### Provided records
______

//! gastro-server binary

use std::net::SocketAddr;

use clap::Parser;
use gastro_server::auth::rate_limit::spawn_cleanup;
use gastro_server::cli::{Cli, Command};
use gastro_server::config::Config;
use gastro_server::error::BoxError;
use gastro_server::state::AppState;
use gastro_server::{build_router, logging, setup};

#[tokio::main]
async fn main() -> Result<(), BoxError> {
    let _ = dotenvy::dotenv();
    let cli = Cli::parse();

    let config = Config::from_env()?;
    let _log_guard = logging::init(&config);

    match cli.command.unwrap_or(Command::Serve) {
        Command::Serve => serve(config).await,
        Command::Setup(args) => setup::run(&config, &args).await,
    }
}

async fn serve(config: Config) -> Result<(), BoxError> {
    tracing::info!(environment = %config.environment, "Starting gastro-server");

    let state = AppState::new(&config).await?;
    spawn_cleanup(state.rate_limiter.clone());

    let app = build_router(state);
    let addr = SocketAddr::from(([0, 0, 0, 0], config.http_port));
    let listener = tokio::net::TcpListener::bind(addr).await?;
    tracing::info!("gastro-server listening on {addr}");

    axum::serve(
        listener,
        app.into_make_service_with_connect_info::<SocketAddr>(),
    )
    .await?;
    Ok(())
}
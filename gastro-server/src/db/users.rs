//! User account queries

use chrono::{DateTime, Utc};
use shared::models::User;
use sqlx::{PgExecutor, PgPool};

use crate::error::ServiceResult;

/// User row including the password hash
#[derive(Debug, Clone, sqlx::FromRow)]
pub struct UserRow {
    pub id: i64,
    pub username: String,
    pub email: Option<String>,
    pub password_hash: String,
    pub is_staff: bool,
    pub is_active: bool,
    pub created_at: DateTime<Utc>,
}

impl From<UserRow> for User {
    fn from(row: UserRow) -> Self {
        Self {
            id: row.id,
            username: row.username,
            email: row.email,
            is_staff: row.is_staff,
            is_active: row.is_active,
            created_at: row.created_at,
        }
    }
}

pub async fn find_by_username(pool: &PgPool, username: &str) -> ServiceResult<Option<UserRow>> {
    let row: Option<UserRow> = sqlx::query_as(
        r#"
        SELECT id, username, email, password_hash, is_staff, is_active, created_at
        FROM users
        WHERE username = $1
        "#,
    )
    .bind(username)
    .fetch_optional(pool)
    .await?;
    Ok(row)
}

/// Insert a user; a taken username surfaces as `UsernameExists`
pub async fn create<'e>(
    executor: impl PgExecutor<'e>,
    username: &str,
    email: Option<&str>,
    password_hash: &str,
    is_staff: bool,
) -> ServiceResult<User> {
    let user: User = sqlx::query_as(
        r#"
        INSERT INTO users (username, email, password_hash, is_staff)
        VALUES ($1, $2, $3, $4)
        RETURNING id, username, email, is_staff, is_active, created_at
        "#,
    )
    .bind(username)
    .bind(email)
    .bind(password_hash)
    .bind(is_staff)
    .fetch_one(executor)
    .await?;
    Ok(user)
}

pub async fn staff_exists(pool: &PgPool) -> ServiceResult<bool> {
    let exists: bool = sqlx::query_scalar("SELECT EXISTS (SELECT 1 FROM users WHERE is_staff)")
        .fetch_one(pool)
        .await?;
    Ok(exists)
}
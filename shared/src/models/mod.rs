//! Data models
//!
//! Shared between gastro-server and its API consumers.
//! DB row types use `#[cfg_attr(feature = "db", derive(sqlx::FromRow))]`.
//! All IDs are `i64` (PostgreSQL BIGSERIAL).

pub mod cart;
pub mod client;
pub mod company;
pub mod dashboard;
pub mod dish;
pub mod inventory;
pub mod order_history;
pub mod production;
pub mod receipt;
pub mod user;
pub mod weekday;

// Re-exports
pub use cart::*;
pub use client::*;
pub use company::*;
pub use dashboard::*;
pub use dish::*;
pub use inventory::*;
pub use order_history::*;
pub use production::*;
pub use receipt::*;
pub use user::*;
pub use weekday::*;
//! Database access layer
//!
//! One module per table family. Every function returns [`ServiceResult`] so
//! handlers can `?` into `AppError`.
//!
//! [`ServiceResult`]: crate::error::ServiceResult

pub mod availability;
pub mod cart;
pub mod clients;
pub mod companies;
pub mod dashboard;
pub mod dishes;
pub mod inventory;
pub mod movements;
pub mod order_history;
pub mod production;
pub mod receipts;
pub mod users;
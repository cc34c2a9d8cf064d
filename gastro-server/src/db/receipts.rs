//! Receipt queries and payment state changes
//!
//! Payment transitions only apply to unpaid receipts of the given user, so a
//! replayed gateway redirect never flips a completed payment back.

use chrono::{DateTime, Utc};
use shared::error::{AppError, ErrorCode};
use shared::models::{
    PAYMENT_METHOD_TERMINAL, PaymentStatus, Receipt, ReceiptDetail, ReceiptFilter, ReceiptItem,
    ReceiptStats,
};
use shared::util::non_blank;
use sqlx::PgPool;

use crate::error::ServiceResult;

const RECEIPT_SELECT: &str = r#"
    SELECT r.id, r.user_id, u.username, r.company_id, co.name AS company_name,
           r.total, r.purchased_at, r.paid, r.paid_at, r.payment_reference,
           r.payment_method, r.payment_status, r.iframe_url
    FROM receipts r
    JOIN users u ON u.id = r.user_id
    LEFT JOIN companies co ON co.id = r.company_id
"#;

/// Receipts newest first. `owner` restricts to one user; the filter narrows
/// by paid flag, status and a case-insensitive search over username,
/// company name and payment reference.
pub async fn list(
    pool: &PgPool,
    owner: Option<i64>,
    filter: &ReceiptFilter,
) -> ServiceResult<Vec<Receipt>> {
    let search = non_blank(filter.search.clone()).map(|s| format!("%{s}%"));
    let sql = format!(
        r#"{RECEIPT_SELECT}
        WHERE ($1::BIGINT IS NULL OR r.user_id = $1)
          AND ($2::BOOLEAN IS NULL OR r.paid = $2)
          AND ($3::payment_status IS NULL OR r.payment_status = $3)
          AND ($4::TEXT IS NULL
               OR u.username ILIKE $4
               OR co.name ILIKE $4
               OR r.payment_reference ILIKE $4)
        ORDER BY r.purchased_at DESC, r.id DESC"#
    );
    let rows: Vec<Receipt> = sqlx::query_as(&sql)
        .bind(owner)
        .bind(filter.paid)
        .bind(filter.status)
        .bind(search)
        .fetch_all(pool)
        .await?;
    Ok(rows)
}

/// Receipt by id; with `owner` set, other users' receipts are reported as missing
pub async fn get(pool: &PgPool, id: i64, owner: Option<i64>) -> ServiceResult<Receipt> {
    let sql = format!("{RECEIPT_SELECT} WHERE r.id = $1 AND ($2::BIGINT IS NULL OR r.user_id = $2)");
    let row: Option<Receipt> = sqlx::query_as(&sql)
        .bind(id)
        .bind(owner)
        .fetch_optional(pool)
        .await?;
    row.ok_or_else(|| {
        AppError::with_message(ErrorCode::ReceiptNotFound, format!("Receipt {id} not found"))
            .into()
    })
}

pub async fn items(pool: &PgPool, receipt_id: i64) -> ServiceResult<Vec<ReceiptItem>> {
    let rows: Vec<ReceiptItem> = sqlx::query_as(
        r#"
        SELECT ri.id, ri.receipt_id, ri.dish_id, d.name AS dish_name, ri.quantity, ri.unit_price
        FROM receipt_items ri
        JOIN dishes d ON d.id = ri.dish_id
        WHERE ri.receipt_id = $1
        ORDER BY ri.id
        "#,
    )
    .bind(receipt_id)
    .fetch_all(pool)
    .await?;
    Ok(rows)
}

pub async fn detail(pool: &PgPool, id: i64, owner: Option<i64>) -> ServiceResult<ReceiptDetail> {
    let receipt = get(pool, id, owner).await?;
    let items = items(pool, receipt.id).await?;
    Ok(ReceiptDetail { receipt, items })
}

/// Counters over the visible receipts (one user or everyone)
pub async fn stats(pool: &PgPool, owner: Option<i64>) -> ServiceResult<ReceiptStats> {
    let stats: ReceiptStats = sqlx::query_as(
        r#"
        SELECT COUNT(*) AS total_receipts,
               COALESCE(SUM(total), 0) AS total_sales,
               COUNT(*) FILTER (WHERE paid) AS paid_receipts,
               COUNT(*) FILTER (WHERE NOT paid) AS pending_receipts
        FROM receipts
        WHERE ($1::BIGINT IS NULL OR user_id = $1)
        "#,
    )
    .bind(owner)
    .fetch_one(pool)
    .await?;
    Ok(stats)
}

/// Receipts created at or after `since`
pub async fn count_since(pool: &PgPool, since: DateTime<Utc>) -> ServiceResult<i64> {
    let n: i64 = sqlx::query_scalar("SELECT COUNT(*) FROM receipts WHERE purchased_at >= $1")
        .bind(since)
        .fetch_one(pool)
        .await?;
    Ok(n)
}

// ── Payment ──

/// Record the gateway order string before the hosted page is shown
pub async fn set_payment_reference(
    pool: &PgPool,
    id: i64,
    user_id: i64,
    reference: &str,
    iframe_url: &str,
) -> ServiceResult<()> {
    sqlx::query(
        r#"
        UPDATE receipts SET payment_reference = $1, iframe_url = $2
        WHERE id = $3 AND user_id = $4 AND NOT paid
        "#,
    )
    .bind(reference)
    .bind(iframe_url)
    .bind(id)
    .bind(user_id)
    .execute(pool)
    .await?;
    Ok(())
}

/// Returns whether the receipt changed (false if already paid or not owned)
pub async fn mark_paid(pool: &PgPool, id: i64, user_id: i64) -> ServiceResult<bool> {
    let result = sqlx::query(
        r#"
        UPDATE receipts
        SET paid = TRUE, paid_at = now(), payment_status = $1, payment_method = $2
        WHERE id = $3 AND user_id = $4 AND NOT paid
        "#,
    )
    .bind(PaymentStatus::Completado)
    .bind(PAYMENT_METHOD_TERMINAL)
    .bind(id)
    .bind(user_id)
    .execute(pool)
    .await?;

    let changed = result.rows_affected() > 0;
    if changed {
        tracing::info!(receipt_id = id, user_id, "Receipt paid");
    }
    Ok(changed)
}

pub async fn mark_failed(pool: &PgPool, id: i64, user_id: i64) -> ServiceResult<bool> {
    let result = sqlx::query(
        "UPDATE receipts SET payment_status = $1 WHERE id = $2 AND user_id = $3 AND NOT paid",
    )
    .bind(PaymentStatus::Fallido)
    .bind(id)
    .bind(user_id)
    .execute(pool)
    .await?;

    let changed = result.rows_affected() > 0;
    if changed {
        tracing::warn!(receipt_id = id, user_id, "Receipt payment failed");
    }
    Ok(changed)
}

______

### Work order
Scan the entries above for the word "AppState", then copy every line in which it occurs.

### Answer section
use gastro_server::state::AppState;
    let state = AppState::new(&config).await?;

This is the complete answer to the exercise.